What you need to do => In how many lines of the records does the word "static" appear? Reply with the number and nothing else.

Saved data entries
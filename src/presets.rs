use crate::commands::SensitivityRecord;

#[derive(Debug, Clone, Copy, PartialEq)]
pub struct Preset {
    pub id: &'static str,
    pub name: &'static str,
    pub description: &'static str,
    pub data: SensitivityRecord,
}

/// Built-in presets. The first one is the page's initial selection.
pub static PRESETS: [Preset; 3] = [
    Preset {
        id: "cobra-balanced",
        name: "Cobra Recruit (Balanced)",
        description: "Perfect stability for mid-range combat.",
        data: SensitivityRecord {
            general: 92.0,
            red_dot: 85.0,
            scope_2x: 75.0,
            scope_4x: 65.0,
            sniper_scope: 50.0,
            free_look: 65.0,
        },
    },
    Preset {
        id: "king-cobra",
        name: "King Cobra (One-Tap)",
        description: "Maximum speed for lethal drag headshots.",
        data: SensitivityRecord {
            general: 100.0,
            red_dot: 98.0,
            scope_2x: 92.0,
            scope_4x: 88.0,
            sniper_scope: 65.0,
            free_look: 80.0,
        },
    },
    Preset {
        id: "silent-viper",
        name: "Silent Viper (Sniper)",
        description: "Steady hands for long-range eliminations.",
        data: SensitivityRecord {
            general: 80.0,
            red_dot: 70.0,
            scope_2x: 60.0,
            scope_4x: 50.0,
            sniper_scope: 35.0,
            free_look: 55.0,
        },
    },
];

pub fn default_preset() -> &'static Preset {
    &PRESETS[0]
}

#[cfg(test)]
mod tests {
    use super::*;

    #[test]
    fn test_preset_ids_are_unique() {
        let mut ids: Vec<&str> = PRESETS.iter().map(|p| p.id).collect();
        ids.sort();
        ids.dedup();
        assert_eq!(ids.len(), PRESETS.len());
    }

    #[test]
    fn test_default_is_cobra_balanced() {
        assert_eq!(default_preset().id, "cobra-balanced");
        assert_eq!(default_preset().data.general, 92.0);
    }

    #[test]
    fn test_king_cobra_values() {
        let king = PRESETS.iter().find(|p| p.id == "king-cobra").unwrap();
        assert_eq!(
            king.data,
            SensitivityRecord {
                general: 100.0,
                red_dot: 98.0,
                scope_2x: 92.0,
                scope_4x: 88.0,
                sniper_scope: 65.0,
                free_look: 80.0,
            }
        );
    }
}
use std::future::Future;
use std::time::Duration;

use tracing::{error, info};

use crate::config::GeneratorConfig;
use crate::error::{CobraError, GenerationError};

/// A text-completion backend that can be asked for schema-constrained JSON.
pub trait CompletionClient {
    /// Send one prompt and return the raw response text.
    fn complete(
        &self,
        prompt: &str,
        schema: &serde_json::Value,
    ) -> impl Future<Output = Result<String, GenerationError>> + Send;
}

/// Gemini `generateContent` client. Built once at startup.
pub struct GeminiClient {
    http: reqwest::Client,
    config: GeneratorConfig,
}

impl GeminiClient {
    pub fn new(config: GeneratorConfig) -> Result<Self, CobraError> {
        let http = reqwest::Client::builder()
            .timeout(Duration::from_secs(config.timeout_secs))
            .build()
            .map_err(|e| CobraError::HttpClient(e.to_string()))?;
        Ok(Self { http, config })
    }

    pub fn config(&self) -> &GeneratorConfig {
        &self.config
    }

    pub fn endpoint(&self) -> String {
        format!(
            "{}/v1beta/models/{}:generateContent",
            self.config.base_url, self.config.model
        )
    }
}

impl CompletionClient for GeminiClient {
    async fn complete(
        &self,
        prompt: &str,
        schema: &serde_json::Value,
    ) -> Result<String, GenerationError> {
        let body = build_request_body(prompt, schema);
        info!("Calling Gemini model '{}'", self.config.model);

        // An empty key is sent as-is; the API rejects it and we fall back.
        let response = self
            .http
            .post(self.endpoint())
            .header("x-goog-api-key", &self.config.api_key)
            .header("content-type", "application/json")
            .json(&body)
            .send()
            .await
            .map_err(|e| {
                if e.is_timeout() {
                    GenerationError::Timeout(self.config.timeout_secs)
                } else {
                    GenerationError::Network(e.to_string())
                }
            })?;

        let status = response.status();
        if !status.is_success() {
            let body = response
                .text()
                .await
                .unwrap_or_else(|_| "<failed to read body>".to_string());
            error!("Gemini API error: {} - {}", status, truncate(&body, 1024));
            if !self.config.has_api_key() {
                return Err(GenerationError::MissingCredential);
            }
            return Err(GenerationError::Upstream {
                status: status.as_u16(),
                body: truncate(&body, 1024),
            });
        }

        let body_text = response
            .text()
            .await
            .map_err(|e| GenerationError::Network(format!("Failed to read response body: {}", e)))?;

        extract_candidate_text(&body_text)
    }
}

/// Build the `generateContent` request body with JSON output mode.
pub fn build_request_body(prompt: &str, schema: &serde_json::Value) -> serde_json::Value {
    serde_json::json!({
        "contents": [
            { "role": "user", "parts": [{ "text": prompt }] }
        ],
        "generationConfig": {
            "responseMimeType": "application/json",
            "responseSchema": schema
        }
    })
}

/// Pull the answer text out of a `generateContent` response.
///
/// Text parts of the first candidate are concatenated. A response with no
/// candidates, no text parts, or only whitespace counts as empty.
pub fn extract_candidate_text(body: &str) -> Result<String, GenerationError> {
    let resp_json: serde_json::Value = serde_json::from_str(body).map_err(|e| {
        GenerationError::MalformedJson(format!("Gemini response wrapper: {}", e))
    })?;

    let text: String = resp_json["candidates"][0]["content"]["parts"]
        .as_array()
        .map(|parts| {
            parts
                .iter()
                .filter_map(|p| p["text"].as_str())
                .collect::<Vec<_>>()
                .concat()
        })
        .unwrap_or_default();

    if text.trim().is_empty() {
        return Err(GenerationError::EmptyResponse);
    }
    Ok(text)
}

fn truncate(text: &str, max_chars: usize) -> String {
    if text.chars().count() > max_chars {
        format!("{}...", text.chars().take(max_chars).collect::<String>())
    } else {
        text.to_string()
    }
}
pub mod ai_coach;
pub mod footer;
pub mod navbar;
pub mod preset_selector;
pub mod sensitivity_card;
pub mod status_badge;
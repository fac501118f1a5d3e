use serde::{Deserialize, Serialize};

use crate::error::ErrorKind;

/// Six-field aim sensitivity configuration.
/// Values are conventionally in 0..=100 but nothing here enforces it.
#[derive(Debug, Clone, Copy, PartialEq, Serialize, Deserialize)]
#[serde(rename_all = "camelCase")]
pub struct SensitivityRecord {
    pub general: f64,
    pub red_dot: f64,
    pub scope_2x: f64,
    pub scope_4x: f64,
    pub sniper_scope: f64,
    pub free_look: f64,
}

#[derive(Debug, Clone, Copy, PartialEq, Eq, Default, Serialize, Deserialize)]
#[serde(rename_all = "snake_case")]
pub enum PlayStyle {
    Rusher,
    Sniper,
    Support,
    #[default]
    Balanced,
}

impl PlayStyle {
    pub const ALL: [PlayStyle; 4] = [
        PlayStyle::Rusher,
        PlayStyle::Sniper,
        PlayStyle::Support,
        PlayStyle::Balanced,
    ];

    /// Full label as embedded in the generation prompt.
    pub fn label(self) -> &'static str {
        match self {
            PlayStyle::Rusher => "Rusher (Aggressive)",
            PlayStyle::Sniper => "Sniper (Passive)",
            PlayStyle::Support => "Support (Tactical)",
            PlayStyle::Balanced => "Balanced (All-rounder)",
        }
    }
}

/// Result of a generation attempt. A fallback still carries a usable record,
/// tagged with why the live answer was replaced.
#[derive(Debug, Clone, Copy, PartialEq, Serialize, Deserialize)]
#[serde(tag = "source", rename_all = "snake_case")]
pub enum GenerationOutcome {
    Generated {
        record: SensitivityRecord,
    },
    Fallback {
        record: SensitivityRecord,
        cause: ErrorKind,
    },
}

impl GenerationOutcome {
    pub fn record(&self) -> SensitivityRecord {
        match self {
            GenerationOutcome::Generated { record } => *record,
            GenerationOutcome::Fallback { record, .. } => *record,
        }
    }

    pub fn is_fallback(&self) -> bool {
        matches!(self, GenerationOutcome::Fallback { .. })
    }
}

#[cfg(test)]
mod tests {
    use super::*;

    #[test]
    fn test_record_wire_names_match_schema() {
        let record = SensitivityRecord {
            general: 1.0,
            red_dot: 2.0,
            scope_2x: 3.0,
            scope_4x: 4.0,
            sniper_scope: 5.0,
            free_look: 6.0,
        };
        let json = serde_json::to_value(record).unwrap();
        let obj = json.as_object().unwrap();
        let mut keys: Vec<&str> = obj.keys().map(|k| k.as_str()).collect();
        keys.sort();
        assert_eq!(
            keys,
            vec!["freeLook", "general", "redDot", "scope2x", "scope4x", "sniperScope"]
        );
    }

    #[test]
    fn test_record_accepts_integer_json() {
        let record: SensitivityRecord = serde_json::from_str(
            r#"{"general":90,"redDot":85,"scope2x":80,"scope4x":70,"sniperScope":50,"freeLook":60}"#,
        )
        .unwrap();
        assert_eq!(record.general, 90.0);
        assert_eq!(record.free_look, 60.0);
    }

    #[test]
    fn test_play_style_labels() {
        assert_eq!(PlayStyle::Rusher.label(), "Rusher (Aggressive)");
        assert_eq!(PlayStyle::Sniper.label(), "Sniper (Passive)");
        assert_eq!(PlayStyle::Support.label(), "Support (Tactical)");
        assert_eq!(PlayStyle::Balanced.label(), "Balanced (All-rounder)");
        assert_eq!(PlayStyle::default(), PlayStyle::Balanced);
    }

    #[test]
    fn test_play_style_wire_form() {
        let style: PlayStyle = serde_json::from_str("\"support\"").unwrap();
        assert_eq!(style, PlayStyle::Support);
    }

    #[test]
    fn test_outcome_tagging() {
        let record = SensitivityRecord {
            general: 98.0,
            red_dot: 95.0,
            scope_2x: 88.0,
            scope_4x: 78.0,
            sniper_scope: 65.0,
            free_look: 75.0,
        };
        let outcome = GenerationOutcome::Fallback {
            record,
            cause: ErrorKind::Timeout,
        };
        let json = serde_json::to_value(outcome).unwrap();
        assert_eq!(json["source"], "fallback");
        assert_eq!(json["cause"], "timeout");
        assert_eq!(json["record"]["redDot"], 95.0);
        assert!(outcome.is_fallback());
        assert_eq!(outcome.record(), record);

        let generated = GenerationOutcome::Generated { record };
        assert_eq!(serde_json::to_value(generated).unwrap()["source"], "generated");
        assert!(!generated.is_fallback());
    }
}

Task response => 6